Il s’agit-là d’une allusion on ne peut plus claire à l’incarnation de l’Esprit qui, lorsqu’elle est accomplie, correspond à l’achèvement du Grand Œuvre alchimique, faisant de l’être une authentique « Incarnation divine », un avatar [7].

Yoga et religion

Comme je l’ai fait remarquer, en tant qu’il signifie « union », le Yoga n’est pas très éloigné de ce qu’est la « religion », qui veut dire « relier » (relier l’être humain à Dieu sur le plan vertical, et les êtres humains entre eux sur le plan horizontal).

Le Yoga n’est toutefois pas une religion, mais plutôt une voie de salut, une voie d’éveil, voire un art de vivre ou une philosophie de vie. Le but poursuivi par le Yoga est également celui des autres traditions, à savoir la recherche de la Délivrance.

C’est également l’avis de Jacques de Marquette : « La philosophie spirituelle du Yoga et ses méthodes conduisant à l’union sacrée sont en harmonie avec la grande tradition des doctrines hindoues du salut. Celle-ci enseigne que le but du salut ou union n’est point un objectif extérieur et éloigné, mais est un état immanent, latent au cœur de l’homme, tout comme le royaume de Dieu des Chrétiens. Il s’agit de le retrouver en dissipant l’erreur et l’ignorance qui entretiennent en l’homme l’idée qu’il est une entité limitée et séparée au lieu de comprendre qu’il est un aspect de la Réalité spirituelle universelle [8]. »

Le texte de référence reconnu comme étant la source autant que la synthèse de toutes les voies traditionnelles de Yoga est le Yoga Sūtras, rédigé entre le IIe siècle av. J.-C. et le Ve siècle apr. J.-C., sous la signature unique de Patañjali. Cependant, il existe également de nombreuses références au Yoga et à ses différentes formes et pratiques dans d’autres textes de la philosophie hindoue, comme la Bhagavad-Gītā ou les Upanishad.

Selon les sources, il est également dit que le Yoga a pour objectif la purification du subconscient (chitta) de toutes les impressions psychiques (samskāra) qui s’y trouvent enracinées et dont la tendance latente à se manifester (vāsanā) s’accompagne de la peur des conséquences de cette manifestation.

Ainsi, le Yoga ne poursuit pas exclusivement l’objectif d’une réalisation de l’Esprit en soi, mais aussi la transmutation alchimique de la matière psychique, subtile, de l’individu, en vue de l’épanouissement de l’âme et de la restauration de l’harmonie entre le corps, l’âme et l’esprit.
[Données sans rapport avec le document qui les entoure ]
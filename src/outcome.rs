//! Terminal outcomes of one authentication attempt and the sinks that receive them.
//!
//! Host frameworks built around `success`/`fail`/`error` callbacks implement [`OutcomeSink`].
//! Every sink method consumes the sink, so an attempt can report at most once; the strategy
//! produces exactly one [`Outcome`] per call, so it reports at least once.

// self
use crate::{_prelude::*, obs::AuthOutcome};

/// Result of one authentication attempt.
#[derive(Debug)]
pub enum Outcome<U> {
	/// The remote host accepted the credentials and the verifier resolved a user.
	Success(U),
	/// The remote host did not vouch for the credentials.
	Fail(Failure),
	/// Configuration, transport, or verifier fault.
	Error(Error),
}
impl<U> Outcome<U> {
	/// Returns the label used for metrics and logs.
	pub const fn kind(&self) -> AuthOutcome {
		match self {
			Self::Success(_) => AuthOutcome::Success,
			Self::Fail(_) => AuthOutcome::Fail,
			Self::Error(_) => AuthOutcome::Error,
		}
	}

	/// Returns `true` for [`Outcome::Success`].
	pub const fn is_success(&self) -> bool {
		matches!(self, Self::Success(_))
	}

	/// Returns the resolved user, if any.
	pub fn user(&self) -> Option<&U> {
		match self {
			Self::Success(user) => Some(user),
			_ => None,
		}
	}

	/// Splits the outcome into a system result wrapping the authentication judgment.
	pub fn into_result(self) -> Result<Result<U, Failure>> {
		match self {
			Self::Success(user) => Ok(Ok(user)),
			Self::Fail(failure) => Ok(Err(failure)),
			Self::Error(err) => Err(err),
		}
	}

	/// Hands the outcome to `sink`, calling exactly one of its methods.
	pub fn report<S>(self, sink: S)
	where
		S: OutcomeSink<U>,
	{
		match self {
			Self::Success(user) => sink.success(user),
			Self::Fail(failure) => sink.fail(failure),
			Self::Error(err) => sink.error(err),
		}
	}
}

/// Authentication judgment: the remote host did not vouch for the credentials.
#[derive(Clone, Debug, PartialEq, Eq, Serialize, Deserialize)]
pub struct Failure {
	/// Human-readable message for the client.
	pub message: String,
	/// HTTP status the host should answer with.
	pub status: u16,
}
impl Failure {
	/// The failure reported for every rejected or unreadable login response.
	pub fn authentication_failed() -> Self {
		Self { message: "Authentication failed".into(), status: 401 }
	}
}
impl Display for Failure {
	fn fmt(&self, f: &mut Formatter) -> FmtResult {
		write!(f, "{} ({})", self.message, self.status)
	}
}

/// Host-framework outcome channel.
pub trait OutcomeSink<U>
where
	Self: Sized,
{
	/// Authentication succeeded with `user`.
	fn success(self, user: U);

	/// Authentication was rejected.
	fn fail(self, failure: Failure);

	/// Authentication could not be judged because of a fault.
	fn error(self, error: Error);
}

/// Shared slot that stores the reported outcome for later retrieval.
///
/// Clones share the same slot: keep one clone, report through another, then [`take`] the
/// outcome.
///
/// [`take`]: OutcomeSlot::take
pub struct OutcomeSlot<U>(Arc<Mutex<Option<Outcome<U>>>>);
impl<U> OutcomeSlot<U> {
	/// Returns the stored outcome, if any, consuming it from the slot.
	pub fn take(&self) -> Option<Outcome<U>> {
		self.0.lock().take()
	}

	/// Returns `true` once an outcome has been stored and not yet taken.
	pub fn is_filled(&self) -> bool {
		self.0.lock().is_some()
	}

	fn store(&self, outcome: Outcome<U>) {
		*self.0.lock() = Some(outcome);
	}
}
impl<U> Clone for OutcomeSlot<U> {
	fn clone(&self) -> Self {
		Self(Arc::clone(&self.0))
	}
}
impl<U> Default for OutcomeSlot<U> {
	fn default() -> Self {
		Self(Default::default())
	}
}
impl<U> Debug for OutcomeSlot<U> {
	fn fmt(&self, f: &mut Formatter) -> FmtResult {
		f.debug_tuple("OutcomeSlot").field(&self.0.lock().as_ref().map(Outcome::kind)).finish()
	}
}
impl<U> OutcomeSink<U> for OutcomeSlot<U> {
	fn success(self, user: U) {
		self.store(Outcome::Success(user));
	}

	fn fail(self, failure: Failure) {
		self.store(Outcome::Fail(failure));
	}

	fn error(self, error: Error) {
		self.store(Outcome::Error(error));
	}
}
//! Auth-domain values: submitted credentials, the remote identity, and its session cookies.

pub mod credentials;
pub mod identity;
pub mod password;

pub use credentials::*;
pub use identity::*;
pub use password::*;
En d’autres termes, cela signifie que l’individu qui pratique l’une des différentes formes du Yoga peut en retirer des bienfaits pour sa vie, pour son équilibre physique et psychologique, sans pour autant aspirer à la transcendance, même si celle-ci tend naturellement à se réaliser chez celui ou celle qui pratique le Yoga avec régularité et justesse.

Je cite à ce propos Sandra Anderson : « Lorsque nous suivons systématiquement la voie de Yoga, il prend dans notre vie une importance profonde. Intérieurement, il nous permet d’agir conformément à nos besoins, à nos intentions et aux valeurs qui nous sont les plus chères. Extérieurement, il nous apprend à renforcer notre corps, à détendre et à équilibrer notre système nerveux [9] et à trouver la paix et la concentration sur un objet. En fin de compte, on dit que le Yoga mène à la réalisation directe de notre nature véritable [10]. »

Yoga et pouvoirs psychiques

Les différentes formes de Yoga favorisent le développement des facultés extrasensorielles et des pouvoirs psychiques, que les Orientaux appellent siddhis. Dans son livre Techniques du Yoga, citant le Sāmañña-Phala Sutta, Mircea Eliade dresse une liste non exhaustive des siddhis que le pratiquant peut acquérir, par sa volonté propre ou indépendamment de celle-ci, en conséquence naturelle de sa pratique :

« Étant un, il devient plusieurs, étant devenu plusieurs, il redevient un [11] ; il devient visible ou invisible ; il traverse, sans éprouver de résistance, un mur, un rempart, une colline, comme si c’était de l’air ; il pénètre de haut en bas à travers la terre solide, comme à travers l’eau ; il marche sur l’eau, sans s’y enfoncer, comme sur de la terre ferme ; il voyage, les jambes croisées et repliées sous lui, dans le ciel, comme les oiseaux avec leurs ailes [12]. La Lune même, et le Soleil, si forts, si puissants qu’ils soient, il les touche, et les sent avec la main ; il atteint, en restant dans son corps, même le Ciel de Brahma. Avec cette claire, céleste oreille surpassant l’oreille des hommes, il entend à la fois les sons humains et les sons célestes, fussent-ils loin ou près. Pénétrant avec son propre cœur les cœurs des autres êtres, des autres hommes, il les connaît. Avec son cœur ainsi serein, etc., il dirige et incline son intelligence vers la connaissance de la mémoire de ses existences précédentes [13]. »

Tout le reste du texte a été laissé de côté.